[WORKING DATA Boundary: Start]

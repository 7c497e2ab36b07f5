//! 提交流程 - 流程层
//!
//! 流程顺序：
//! 1. 检查未作答的题目；如有，需要学生确认"仍然提交"
//! 2. 等待进行中的保存落地，并立即保存所有尚未触发的草稿
//! 3. 调用一次 submit-test，关闭该次作答（答案此前已逐题保存）
//! 4. 成功后重新读取作答状态，并决定下一步：等待反馈 / 完成问卷
//!
//! 提交失败时原样展示后端错误，作答保持打开，本地作答次数不前进。

use tracing::{error, info, warn};

use crate::clients::Backend;
use crate::error::{AppError, AppResult};
use crate::models::{Question, SessionCtx, SubmitTestResponse};
use crate::services::{AttemptManager, AttemptPhase, DraftStore, PersistenceScheduler};

/// 未作答的题目
#[derive(Debug, Clone, PartialEq, Eq)]
pub struct UnansweredQuestion {
    /// 题目序号（从 1 开始）
    pub display_index: usize,
    pub question_id: String,
}

/// 提交前检查的结果
#[derive(Debug, Clone, PartialEq, Eq)]
pub enum SubmitCheck {
    /// 所有题目都已作答
    Ready { attempt: u32 },
    /// 有题目未作答，需要确认
    NeedsConfirmation {
        attempt: u32,
        unanswered: Vec<UnansweredQuestion>,
    },
}

/// 提交成功后的下一步
#[derive(Debug, Clone, Copy, PartialEq, Eq)]
pub enum NextStep {
    /// 还有剩余作答机会：轮询该次作答的反馈
    AwaitFeedback { attempt: u32 },
    /// 最后一次作答：进入问卷
    SurveyCompletion,
}

/// 提交成功的结果
#[derive(Debug, Clone, PartialEq, Eq)]
pub struct SubmissionOutcome {
    pub attempt: u32,
    pub response: SubmitTestResponse,
    pub next: NextStep,
}

/// 一次提交请求的结果
#[derive(Debug, Clone, PartialEq, Eq)]
pub enum SubmitAttempt {
    /// 停在确认环节，尚未调用后端
    NeedsConfirmation(Vec<UnansweredQuestion>),
    Submitted(SubmissionOutcome),
}

/// 提交编排器
pub struct SubmissionOrchestrator {
    ctx: SessionCtx,
}

impl SubmissionOrchestrator {
    pub fn new(ctx: SessionCtx) -> Self {
        Self { ctx }
    }

    /// 按题目顺序列出没有非空草稿的题目
    pub fn unanswered(questions: &[Question], store: &DraftStore) -> Vec<UnansweredQuestion> {
        questions
            .iter()
            .enumerate()
            .filter(|(_, q)| store.get(&q.id).is_none())
            .map(|(index, q)| UnansweredQuestion {
                display_index: index + 1,
                question_id: q.id.clone(),
            })
            .collect()
    }

    /// 提交前检查（不调用后端）
    pub fn check(
        &self,
        questions: &[Question],
        store: &DraftStore,
        attempts: &AttemptManager,
        attempt: u32,
    ) -> AppResult<SubmitCheck> {
        attempts.ensure_can_submit(attempt)?;

        if store.attempt() != attempt {
            return Err(AppError::AttemptMismatch {
                current: store.attempt(),
                requested: attempt,
            });
        }

        if store.answered_count() == 0 {
            return Err(AppError::NoAnswers);
        }

        let unanswered = Self::unanswered(questions, store);
        if unanswered.is_empty() {
            Ok(SubmitCheck::Ready { attempt })
        } else {
            Ok(SubmitCheck::NeedsConfirmation {
                attempt,
                unanswered,
            })
        }
    }

    /// 提交第 `attempt` 次作答
    ///
    /// `confirm_partial` 为 false 且存在未作答题目时，停在确认环节。
    #[allow(clippy::too_many_arguments)]
    pub async fn submit(
        &self,
        backend: &dyn Backend,
        questions: &[Question],
        store: &DraftStore,
        scheduler: &PersistenceScheduler,
        attempts: &mut AttemptManager,
        attempt: u32,
        confirm_partial: bool,
    ) -> AppResult<SubmitAttempt> {
        if let SubmitCheck::NeedsConfirmation { unanswered, .. } =
            self.check(questions, store, attempts, attempt)?
        {
            if !confirm_partial {
                info!(
                    "{} 有 {} 道题未作答，等待确认",
                    self.ctx,
                    unanswered.len()
                );
                return Ok(SubmitAttempt::NeedsConfirmation(unanswered));
            }
            warn!(
                "{} 学生确认在 {} 道题未作答的情况下提交",
                self.ctx,
                unanswered.len()
            );
        }

        // 最后几次按键可能还在防抖窗口里，或已触发但尚未落地；关闭作答前全部等到
        let failures = scheduler.flush().await;
        if let Some((question_id, err)) = failures.into_iter().next() {
            error!(
                "{} 提交前保存题目 {} 失败，暂不提交: {}",
                self.ctx, question_id, err
            );
            return Err(err);
        }

        info!("{} 📤 正在提交第 {} 次作答...", self.ctx, attempt);

        let response = backend
            .submit_test(&self.ctx.student_id, &self.ctx.module_id, attempt)
            .await
            .map_err(|e| match e {
                AppError::Api(api) => AppError::submission_rejected(api),
                other => other,
            })?;

        if !response.success {
            let message = response
                .message
                .clone()
                .unwrap_or_else(|| "服务端拒绝了本次提交".to_string());
            error!("{} ❌ 提交被拒绝: {}", self.ctx, message);
            return Err(AppError::SubmissionRejected { message });
        }

        info!(
            "{} ✓ 第 {} 次作答提交成功: {} 道题",
            self.ctx, attempt, response.questions_submitted
        );

        // 边界之后不允许再修改已关闭作答的草稿
        scheduler.cancel_pending();
        attempts.mark_submitted(attempt);
        let transition = attempts.refresh(backend).await;
        match transition.entered_attempt() {
            Some(next_attempt) => store.reset(next_attempt),
            // 终态：草稿清空，但不编造新的作答次数
            None => store.reset(store.attempt()),
        }

        let has_more = transition.current != AttemptPhase::AllDone
            && attempts
                .status()
                .is_some_and(|s| s.has_attempt_after(attempt));

        let next = if has_more {
            NextStep::AwaitFeedback { attempt }
        } else {
            NextStep::SurveyCompletion
        };

        Ok(SubmitAttempt::Submitted(SubmissionOutcome {
            attempt,
            response,
            next,
        }))
    }
}
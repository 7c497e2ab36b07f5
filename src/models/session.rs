//! 会话上下文
//!
//! 封装"哪位学生在做哪个模块的测试"这一信息

use std::fmt::Display;

/// 会话上下文
#[derive(Debug, Clone, PartialEq, Eq, Hash)]
pub struct SessionCtx {
    pub student_id: String,
    pub module_id: String,
}

impl SessionCtx {
    pub fn new(student_id: impl Into<String>, module_id: impl Into<String>) -> Self {
        Self {
            student_id: student_id.into(),
            module_id: module_id.into(),
        }
    }
}

impl Display for SessionCtx {
    fn fmt(&self, f: &mut std::fmt::Formatter<'_>) -> std::fmt::Result {
        write!(f, "[学生 {} 模块 {}]", self.student_id, self.module_id)
    }
}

[WORKING DATA Boundary: End]

• **PROBLEM DETAILS**
The required output is the exact run of lines from the beginning of the records to the line with "pub struct UnansweredQuestion", that line included.

• **TASK SOLUTION**
repository 7c497e2ab36b07f5
//! 提交流程 - 流程层
//!
//! 流程顺序：
//! 1. 检查未作答的题目；如有，需要学生确认"仍然提交"
//! 2. 等待进行中的保存落地，并立即保存所有尚未触发的草稿
//! 3. 调用一次 submit-test，关闭该次作答（答案此前已逐题保存）
//! 4. 成功后重新读取作答状态，并决定下一步：等待反馈 / 完成问卷
//!
//! 提交失败时原样展示后端错误，作答保持打开，本地作答次数不前进。

use tracing::{error, info, warn};

use crate::clients::Backend;
use crate::error::{AppError, AppResult};
use crate::models::{Question, SessionCtx, SubmitTestResponse};
use crate::services::{AttemptManager, AttemptPhase, DraftStore, PersistenceScheduler};

/// 未作答的题目
#[derive(Debug, Clone, PartialEq, Eq)]
pub struct UnansweredQuestion {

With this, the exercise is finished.